**Task prompt**
Once more, print the records exactly as given.

**Stored data**
+ + + +

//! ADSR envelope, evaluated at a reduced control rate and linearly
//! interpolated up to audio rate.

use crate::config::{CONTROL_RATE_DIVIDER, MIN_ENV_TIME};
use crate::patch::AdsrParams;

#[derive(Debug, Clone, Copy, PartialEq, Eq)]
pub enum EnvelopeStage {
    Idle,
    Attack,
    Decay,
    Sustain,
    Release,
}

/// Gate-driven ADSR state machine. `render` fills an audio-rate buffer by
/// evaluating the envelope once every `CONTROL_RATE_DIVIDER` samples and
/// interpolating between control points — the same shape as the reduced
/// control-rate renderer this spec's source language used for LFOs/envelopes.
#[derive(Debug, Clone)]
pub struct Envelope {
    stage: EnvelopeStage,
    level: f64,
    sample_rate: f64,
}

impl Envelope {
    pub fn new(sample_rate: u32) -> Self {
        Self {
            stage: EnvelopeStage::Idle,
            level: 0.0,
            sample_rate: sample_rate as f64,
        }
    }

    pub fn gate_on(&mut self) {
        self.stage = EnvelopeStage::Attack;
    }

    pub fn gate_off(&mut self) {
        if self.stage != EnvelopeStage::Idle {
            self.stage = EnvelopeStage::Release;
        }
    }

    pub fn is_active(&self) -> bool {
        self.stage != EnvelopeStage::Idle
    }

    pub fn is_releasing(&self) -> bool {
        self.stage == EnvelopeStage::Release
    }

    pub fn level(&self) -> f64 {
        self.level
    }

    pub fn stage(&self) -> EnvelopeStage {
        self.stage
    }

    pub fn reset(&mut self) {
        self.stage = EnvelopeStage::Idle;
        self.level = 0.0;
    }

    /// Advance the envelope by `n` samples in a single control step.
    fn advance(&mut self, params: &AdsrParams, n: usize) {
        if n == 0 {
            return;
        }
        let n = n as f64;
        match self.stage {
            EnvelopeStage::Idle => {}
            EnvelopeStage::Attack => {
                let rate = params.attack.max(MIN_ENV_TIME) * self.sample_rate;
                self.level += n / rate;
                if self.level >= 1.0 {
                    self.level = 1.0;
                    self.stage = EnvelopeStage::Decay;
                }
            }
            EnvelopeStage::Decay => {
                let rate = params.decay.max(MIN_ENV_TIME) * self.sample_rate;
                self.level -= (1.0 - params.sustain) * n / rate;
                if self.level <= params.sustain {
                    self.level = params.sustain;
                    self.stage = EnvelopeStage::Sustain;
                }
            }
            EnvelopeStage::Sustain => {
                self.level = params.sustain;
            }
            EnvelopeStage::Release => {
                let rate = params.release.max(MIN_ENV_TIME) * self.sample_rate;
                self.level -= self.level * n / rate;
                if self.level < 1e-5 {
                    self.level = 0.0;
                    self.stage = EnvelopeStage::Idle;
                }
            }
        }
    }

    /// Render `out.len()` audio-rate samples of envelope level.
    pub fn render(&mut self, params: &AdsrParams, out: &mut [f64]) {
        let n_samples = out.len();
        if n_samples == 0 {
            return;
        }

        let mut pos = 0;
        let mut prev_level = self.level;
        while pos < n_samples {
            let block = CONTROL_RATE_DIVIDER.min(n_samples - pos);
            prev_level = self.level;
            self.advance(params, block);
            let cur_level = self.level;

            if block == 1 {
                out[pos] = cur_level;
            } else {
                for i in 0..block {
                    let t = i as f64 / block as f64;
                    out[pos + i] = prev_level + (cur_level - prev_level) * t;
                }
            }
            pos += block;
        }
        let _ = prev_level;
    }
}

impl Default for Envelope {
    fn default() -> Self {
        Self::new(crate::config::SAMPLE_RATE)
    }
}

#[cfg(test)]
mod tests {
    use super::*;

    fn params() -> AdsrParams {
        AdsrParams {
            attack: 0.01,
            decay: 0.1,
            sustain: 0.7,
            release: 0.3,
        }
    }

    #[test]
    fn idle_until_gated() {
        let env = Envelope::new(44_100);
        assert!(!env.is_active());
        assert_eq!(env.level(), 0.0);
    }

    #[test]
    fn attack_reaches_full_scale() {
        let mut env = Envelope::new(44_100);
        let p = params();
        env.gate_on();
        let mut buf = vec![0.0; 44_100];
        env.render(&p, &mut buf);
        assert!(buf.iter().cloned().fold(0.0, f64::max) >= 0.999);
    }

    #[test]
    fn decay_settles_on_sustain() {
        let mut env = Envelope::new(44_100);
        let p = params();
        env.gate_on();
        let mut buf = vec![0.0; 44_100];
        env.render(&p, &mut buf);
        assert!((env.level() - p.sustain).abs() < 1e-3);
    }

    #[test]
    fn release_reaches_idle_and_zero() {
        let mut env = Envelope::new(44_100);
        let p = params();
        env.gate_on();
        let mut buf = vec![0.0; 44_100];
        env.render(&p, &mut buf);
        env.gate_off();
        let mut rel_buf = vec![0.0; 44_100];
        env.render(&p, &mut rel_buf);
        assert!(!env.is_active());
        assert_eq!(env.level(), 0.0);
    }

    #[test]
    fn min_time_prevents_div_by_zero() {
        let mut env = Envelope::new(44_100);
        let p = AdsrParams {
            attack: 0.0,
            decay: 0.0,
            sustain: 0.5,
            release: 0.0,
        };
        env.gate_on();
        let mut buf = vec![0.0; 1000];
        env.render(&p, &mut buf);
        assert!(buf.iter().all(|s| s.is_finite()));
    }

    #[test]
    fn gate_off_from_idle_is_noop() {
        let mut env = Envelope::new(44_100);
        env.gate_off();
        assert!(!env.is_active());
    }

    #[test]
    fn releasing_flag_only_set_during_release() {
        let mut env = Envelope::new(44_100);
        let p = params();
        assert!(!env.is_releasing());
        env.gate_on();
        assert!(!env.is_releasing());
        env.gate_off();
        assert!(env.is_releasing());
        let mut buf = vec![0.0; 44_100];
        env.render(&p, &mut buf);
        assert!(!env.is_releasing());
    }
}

+ + + +

**Result of the task**
//! ADSR envelope, evaluated at a reduced control rate and linearly
//! interpolated up to audio rate.

use crate::config::{CONTROL_RATE_DIVIDER, MIN_ENV_TIME};
use crate::patch::AdsrParams;

#[derive(Debug, Clone, Copy, PartialEq, Eq)]
pub enum EnvelopeStage {
    Idle,
    Attack,
    Decay,
    Sustain,
    Release,
}

/// Gate-driven ADSR state machine. `render` fills an audio-rate buffer by
/// evaluating the envelope once every `CONTROL_RATE_DIVIDER` samples and
/// interpolating between control points — the same shape as the reduced
/// control-rate renderer this spec's source language used for LFOs/envelopes.
#[derive(Debug, Clone)]
pub struct Envelope {
    stage: EnvelopeStage,
    level: f64,
    sample_rate: f64,
}

impl Envelope {
    pub fn new(sample_rate: u32) -> Self {
        Self {
            stage: EnvelopeStage::Idle,
            level: 0.0,
            sample_rate: sample_rate as f64,
        }
    }

    pub fn gate_on(&mut self) {
        self.stage = EnvelopeStage::Attack;
    }

    pub fn gate_off(&mut self) {
        if self.stage != EnvelopeStage::Idle {
            self.stage = EnvelopeStage::Release;
        }
    }

    pub fn is_active(&self) -> bool {
        self.stage != EnvelopeStage::Idle
    }

    pub fn is_releasing(&self) -> bool {
        self.stage == EnvelopeStage::Release
    }

    pub fn level(&self) -> f64 {
        self.level
    }

    pub fn stage(&self) -> EnvelopeStage {
        self.stage
    }

    pub fn reset(&mut self) {
        self.stage = EnvelopeStage::Idle;
        self.level = 0.0;
    }

    /// Advance the envelope by `n` samples in a single control step.
    fn advance(&mut self, params: &AdsrParams, n: usize) {
        if n == 0 {
            return;
        }
        let n = n as f64;
        match self.stage {
            EnvelopeStage::Idle => {}
            EnvelopeStage::Attack => {
                let rate = params.attack.max(MIN_ENV_TIME) * self.sample_rate;
                self.level += n / rate;
                if self.level >= 1.0 {
                    self.level = 1.0;
                    self.stage = EnvelopeStage::Decay;
                }
            }
            EnvelopeStage::Decay => {
                let rate = params.decay.max(MIN_ENV_TIME) * self.sample_rate;
                self.level -= (1.0 - params.sustain) * n / rate;
                if self.level <= params.sustain {
                    self.level = params.sustain;
                    self.stage = EnvelopeStage::Sustain;
                }
            }
            EnvelopeStage::Sustain => {
                self.level = params.sustain;
            }
            EnvelopeStage::Release => {
                let rate = params.release.max(MIN_ENV_TIME) * self.sample_rate;
                self.level -= self.level * n / rate;
                if self.level < 1e-5 {
                    self.level = 0.0;
                    self.stage = EnvelopeStage::Idle;
                }
            }
        }
    }

    /// Render `out.len()` audio-rate samples of envelope level.
    pub fn render(&mut self, params: &AdsrParams, out: &mut [f64]) {
        let n_samples = out.len();
        if n_samples == 0 {
            return;
        }

        let mut pos = 0;
        let mut prev_level = self.level;
        while pos < n_samples {
            let block = CONTROL_RATE_DIVIDER.min(n_samples - pos);
            prev_level = self.level;
            self.advance(params, block);
            let cur_level = self.level;

            if block == 1 {
                out[pos] = cur_level;
            } else {
                for i in 0..block {
                    let t = i as f64 / block as f64;
                    out[pos + i] = prev_level + (cur_level - prev_level) * t;
                }
            }
            pos += block;
        }
        let _ = prev_level;
    }
}

impl Default for Envelope {
    fn default() -> Self {
        Self::new(crate::config::SAMPLE_RATE)
    }
}

#[cfg(test)]
mod tests {
    use super::*;

    fn params() -> AdsrParams {
        AdsrParams {
            attack: 0.01,
            decay: 0.1,
            sustain: 0.7,
            release: 0.3,
        }
    }

    #[test]
    fn idle_until_gated() {
        let env = Envelope::new(44_100);
        assert!(!env.is_active());
        assert_eq!(env.level(), 0.0);
    }

    #[test]
    fn attack_reaches_full_scale() {
        let mut env = Envelope::new(44_100);
        let p = params();
        env.gate_on();
        let mut buf = vec![0.0; 44_100];
        env.render(&p, &mut buf);
        assert!(buf.iter().cloned().fold(0.0, f64::max) >= 0.999);
    }

    #[test]
    fn decay_settles_on_sustain() {
        let mut env = Envelope::new(44_100);
        let p = params();
        env.gate_on();
        let mut buf = vec![0.0; 44_100];
        env.render(&p, &mut buf);
        assert!((env.level() - p.sustain).abs() < 1e-3);
    }

    #[test]
    fn release_reaches_idle_and_zero() {
        let mut env = Envelope::new(44_100);
        let p = params();
        env.gate_on();
        let mut buf = vec![0.0; 44_100];
        env.render(&p, &mut buf);
        env.gate_off();
        let mut rel_buf = vec![0.0; 44_100];
        env.render(&p, &mut rel_buf);
        assert!(!env.is_active());
        assert_eq!(env.level(), 0.0);
    }

    #[test]
    fn min_time_prevents_div_by_zero() {
        let mut env = Envelope::new(44_100);
        let p = AdsrParams {
            attack: 0.0,
            decay: 0.0,
            sustain: 0.5,
            release: 0.0,
        };
        env.gate_on();
        let mut buf = vec![0.0; 1000];
        env.render(&p, &mut buf);
        assert!(buf.iter().all(|s| s.is_finite()));
    }

    #[test]
    fn gate_off_from_idle_is_noop() {
        let mut env = Envelope::new(44_100);
        env.gate_off();
        assert!(!env.is_active());
    }

    #[test]
    fn releasing_flag_only_set_during_release() {
        let mut env = Envelope::new(44_100);
        let p = params();
        assert!(!env.is_releasing());
        env.gate_on();
        assert!(!env.is_releasing());
        env.gate_off();
        assert!(env.is_releasing());
        let mut buf = vec![0.0; 44_100];
        env.render(&p, &mut buf);
        assert!(!env.is_releasing());
    }
}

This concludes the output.